**Task to carry out:**
Find the string "whole" in the data, and copy out each line that has it.

**The data:**

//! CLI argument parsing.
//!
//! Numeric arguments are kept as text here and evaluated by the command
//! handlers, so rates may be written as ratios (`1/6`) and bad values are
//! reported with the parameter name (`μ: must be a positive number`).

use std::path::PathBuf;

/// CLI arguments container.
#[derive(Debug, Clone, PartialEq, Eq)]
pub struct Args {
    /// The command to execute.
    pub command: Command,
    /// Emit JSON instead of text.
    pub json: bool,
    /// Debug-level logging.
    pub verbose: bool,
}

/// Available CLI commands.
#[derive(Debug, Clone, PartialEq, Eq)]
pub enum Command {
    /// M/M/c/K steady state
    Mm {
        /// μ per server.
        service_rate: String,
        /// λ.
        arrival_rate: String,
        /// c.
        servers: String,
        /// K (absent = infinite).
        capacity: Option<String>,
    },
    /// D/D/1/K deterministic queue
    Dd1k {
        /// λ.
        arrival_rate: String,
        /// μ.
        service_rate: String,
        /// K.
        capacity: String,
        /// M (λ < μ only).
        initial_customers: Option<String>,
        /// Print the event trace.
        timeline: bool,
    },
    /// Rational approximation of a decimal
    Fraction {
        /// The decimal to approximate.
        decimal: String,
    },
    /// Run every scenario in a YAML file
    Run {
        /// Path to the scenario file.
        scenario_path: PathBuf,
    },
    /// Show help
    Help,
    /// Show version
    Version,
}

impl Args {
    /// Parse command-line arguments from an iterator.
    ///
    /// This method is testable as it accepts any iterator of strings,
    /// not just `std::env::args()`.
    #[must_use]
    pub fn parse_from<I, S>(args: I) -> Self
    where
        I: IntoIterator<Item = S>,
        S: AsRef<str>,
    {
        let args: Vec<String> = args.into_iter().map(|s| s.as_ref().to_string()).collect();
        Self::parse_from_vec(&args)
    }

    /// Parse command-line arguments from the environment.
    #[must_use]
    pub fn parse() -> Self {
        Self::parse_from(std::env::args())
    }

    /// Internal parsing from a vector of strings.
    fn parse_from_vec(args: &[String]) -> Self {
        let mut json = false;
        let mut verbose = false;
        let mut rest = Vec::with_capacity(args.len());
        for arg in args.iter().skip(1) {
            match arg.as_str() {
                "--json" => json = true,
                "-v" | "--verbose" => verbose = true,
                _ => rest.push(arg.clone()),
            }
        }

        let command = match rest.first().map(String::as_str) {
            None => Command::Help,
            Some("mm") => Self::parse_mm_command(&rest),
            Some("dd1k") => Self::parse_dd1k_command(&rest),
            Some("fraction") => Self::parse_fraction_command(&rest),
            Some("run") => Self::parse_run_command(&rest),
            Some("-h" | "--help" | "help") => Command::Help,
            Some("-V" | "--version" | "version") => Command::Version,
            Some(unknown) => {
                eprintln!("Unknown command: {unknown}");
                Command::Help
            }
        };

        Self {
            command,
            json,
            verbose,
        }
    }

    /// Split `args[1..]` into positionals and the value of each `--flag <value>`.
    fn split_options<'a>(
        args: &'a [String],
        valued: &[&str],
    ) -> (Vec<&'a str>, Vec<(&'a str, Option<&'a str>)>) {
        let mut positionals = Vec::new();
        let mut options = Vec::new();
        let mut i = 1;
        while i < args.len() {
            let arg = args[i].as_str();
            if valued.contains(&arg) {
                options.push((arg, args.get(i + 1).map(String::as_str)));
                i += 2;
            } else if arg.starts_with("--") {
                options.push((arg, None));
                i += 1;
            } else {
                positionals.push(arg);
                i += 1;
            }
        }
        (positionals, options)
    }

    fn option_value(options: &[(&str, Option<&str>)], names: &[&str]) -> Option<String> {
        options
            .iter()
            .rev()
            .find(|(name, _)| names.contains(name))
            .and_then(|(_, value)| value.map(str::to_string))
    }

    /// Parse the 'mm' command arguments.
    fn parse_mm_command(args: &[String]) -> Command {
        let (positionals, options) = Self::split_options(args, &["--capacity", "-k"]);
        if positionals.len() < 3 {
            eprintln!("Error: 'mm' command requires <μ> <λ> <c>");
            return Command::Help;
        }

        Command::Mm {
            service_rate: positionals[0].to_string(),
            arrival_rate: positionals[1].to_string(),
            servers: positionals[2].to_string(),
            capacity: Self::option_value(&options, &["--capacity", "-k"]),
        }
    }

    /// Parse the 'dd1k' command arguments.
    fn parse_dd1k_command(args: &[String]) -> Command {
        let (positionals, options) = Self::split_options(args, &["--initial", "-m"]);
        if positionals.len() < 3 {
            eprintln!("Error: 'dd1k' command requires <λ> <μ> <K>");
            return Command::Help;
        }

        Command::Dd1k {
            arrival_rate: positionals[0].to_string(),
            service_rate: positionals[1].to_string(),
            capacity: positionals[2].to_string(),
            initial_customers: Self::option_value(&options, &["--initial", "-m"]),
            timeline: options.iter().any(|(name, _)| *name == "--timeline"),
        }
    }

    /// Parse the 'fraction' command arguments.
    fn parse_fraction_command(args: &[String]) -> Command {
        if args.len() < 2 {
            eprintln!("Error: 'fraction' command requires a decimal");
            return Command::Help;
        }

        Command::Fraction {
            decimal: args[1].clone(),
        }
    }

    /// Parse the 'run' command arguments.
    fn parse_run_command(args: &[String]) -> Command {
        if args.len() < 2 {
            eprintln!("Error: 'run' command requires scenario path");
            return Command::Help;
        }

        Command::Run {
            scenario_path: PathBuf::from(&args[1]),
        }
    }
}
* * *
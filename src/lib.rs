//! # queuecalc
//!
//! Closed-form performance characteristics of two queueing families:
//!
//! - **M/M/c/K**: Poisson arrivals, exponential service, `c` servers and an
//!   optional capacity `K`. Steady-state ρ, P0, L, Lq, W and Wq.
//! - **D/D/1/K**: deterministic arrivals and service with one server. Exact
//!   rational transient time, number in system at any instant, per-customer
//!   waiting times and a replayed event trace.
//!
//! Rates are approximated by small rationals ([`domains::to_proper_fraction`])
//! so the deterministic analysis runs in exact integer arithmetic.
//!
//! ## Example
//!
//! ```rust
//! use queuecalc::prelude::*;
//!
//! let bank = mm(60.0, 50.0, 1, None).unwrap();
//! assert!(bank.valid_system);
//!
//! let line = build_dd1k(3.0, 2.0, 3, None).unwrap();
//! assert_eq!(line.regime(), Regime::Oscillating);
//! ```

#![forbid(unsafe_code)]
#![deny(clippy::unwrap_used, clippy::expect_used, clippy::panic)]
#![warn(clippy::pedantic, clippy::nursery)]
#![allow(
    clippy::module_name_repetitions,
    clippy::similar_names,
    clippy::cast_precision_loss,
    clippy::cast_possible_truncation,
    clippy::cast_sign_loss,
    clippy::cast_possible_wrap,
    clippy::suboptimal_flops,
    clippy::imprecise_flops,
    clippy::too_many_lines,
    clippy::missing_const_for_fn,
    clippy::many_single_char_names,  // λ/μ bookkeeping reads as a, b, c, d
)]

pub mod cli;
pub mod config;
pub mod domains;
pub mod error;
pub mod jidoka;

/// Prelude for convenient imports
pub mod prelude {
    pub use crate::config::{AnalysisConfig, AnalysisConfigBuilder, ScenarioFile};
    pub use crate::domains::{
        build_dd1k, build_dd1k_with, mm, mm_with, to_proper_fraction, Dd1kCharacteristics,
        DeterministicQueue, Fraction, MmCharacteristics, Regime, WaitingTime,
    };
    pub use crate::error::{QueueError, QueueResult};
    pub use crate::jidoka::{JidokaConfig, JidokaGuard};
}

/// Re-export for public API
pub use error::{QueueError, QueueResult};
* * *
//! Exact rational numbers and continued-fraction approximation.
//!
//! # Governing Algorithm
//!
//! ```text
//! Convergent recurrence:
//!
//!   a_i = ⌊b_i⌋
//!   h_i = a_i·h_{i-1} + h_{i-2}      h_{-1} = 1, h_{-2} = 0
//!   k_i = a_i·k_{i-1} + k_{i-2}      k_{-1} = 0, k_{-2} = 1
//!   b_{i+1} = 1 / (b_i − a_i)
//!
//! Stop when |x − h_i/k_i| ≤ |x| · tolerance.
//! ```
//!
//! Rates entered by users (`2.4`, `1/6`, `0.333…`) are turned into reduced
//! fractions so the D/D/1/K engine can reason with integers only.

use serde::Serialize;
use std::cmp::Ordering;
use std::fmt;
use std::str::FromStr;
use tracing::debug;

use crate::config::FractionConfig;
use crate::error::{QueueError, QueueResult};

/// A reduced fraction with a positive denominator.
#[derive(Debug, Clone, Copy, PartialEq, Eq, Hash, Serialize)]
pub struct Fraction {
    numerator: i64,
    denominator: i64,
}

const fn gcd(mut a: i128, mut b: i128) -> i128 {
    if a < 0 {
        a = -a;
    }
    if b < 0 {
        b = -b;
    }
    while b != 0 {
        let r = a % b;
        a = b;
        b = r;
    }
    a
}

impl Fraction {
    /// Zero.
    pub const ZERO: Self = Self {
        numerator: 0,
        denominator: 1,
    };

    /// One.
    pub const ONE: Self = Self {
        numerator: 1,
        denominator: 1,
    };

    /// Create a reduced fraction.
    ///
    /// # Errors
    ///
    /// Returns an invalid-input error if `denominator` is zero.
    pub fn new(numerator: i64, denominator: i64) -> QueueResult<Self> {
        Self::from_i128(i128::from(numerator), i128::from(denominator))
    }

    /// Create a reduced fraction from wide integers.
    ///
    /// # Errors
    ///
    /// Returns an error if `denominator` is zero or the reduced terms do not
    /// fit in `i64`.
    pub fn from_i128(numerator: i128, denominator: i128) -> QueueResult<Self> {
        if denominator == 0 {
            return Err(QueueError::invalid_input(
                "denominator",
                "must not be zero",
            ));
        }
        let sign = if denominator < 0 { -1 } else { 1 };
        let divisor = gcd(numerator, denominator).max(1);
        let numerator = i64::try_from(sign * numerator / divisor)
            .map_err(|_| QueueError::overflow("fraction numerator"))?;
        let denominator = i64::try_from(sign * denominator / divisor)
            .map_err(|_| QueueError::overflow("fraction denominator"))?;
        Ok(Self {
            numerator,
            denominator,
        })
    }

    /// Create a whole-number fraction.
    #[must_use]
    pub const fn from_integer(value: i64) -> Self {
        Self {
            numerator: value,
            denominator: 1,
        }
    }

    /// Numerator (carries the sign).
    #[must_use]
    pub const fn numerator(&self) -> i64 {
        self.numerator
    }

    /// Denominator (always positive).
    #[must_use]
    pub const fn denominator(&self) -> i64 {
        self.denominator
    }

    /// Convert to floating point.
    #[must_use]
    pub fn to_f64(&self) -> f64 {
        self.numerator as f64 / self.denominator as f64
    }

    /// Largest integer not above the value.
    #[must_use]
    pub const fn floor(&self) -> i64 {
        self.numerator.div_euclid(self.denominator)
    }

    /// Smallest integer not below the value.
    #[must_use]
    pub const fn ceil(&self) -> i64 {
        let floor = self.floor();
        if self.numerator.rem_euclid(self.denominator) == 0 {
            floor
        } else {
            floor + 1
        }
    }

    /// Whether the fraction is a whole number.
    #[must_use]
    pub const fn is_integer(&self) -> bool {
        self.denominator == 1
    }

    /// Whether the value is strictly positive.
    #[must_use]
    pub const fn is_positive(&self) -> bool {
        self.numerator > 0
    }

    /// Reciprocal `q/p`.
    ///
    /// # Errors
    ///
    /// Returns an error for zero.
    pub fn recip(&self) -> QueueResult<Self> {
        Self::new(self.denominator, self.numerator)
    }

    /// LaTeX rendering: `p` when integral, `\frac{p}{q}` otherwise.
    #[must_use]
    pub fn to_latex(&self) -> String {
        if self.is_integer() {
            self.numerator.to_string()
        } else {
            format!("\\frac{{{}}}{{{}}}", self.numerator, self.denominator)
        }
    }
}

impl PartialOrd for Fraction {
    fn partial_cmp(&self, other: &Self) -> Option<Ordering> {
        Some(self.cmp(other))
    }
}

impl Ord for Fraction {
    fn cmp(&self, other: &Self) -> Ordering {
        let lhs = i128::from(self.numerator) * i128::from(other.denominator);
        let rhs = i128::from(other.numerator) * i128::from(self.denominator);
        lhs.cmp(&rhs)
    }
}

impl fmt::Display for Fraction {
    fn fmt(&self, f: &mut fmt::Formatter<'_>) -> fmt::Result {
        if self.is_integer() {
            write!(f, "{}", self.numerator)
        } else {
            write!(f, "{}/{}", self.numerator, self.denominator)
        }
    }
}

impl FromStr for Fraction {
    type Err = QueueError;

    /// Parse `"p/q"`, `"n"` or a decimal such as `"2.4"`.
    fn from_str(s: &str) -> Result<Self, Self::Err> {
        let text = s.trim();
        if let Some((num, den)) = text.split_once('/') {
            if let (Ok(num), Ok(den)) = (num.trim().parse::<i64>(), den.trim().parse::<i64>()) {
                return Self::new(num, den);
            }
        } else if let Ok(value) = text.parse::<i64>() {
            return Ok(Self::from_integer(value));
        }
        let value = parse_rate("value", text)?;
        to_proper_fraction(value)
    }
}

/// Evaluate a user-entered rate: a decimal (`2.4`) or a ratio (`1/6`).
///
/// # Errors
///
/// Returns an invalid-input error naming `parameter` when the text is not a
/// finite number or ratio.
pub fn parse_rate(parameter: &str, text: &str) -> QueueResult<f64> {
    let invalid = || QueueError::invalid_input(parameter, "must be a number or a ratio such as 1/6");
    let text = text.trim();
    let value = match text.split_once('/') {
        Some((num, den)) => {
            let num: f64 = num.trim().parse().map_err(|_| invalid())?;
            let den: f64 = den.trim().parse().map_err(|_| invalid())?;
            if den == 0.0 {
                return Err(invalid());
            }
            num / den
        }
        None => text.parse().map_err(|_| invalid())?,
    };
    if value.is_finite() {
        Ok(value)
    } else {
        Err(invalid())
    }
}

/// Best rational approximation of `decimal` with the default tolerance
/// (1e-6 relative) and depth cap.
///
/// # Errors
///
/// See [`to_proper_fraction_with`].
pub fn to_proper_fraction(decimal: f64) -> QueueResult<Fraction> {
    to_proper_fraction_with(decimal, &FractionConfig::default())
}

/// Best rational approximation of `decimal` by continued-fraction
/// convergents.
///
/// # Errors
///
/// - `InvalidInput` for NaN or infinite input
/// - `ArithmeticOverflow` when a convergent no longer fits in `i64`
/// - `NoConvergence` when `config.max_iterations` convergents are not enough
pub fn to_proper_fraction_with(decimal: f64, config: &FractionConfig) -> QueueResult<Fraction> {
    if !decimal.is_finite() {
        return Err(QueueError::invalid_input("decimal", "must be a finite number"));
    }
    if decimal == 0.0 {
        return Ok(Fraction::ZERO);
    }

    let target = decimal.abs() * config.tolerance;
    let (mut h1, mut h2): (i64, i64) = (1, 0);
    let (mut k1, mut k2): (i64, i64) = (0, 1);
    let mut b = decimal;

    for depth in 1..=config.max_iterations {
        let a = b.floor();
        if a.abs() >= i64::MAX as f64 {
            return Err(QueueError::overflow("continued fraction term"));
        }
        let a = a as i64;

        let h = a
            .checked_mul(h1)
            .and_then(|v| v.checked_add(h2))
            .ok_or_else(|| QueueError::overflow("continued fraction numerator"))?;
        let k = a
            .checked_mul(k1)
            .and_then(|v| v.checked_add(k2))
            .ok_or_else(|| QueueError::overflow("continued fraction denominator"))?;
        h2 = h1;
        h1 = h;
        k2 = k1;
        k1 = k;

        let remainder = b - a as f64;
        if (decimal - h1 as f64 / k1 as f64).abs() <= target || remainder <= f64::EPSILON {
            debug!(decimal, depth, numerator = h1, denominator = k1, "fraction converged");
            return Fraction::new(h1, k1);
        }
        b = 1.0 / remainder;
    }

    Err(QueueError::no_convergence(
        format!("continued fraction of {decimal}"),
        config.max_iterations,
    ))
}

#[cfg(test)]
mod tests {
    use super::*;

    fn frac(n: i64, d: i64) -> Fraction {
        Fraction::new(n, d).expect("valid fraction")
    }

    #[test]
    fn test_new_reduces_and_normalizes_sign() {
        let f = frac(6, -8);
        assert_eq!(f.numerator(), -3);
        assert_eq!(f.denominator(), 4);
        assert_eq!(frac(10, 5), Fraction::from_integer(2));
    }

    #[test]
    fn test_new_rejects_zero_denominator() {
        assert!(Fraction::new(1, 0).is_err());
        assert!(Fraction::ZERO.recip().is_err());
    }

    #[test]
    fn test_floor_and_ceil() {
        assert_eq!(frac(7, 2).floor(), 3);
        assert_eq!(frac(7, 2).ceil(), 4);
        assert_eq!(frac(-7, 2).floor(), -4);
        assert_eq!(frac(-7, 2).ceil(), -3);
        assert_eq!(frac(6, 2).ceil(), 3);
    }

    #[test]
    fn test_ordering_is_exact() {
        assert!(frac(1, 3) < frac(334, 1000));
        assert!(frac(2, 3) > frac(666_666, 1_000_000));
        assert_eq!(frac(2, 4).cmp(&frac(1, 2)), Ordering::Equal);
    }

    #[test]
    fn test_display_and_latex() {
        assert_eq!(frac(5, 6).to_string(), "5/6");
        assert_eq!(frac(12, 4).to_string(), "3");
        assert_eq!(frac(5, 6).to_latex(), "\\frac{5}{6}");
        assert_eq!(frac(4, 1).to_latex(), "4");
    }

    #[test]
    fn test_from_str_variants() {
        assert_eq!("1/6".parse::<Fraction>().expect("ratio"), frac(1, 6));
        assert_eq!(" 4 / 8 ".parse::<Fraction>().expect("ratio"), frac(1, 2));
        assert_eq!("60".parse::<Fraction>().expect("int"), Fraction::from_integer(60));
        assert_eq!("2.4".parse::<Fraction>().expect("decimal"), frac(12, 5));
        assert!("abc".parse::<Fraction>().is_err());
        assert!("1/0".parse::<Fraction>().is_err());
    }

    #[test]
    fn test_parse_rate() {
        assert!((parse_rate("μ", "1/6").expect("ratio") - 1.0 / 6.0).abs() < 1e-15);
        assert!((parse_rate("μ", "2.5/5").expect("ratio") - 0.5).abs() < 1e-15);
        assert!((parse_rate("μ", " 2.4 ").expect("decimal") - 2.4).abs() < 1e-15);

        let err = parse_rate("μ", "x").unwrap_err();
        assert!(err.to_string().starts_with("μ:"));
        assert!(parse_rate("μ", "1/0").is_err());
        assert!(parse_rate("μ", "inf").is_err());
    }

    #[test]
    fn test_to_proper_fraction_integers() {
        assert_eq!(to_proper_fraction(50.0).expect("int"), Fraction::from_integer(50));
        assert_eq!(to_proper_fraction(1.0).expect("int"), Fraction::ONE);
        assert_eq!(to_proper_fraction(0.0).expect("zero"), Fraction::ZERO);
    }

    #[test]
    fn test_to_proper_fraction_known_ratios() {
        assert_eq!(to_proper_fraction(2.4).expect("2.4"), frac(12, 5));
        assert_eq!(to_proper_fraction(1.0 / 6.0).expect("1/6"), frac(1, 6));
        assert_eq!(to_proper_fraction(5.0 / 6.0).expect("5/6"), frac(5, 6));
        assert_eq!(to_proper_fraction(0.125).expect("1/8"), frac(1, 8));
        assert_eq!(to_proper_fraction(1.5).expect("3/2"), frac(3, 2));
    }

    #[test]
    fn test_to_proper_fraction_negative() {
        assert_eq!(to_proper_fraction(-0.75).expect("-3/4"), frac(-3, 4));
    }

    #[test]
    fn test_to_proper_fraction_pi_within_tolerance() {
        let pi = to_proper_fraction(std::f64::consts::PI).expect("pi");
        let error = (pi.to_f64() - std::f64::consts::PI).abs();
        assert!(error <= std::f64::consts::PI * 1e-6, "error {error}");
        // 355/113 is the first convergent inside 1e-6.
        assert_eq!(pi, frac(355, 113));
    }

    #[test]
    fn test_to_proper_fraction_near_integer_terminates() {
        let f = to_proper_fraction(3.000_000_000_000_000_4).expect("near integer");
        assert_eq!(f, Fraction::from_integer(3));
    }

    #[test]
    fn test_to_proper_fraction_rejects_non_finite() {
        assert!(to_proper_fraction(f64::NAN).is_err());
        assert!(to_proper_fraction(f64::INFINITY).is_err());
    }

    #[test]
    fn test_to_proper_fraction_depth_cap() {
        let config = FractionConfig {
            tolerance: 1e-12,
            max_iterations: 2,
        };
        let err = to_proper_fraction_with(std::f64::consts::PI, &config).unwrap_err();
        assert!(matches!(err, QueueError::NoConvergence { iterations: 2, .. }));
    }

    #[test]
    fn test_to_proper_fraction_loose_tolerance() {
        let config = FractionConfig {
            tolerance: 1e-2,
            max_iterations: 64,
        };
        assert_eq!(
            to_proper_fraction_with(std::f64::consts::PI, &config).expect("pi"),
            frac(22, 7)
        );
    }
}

**Task solution:**
    /// Create a whole-number fraction.
    /// Whether the fraction is a whole number.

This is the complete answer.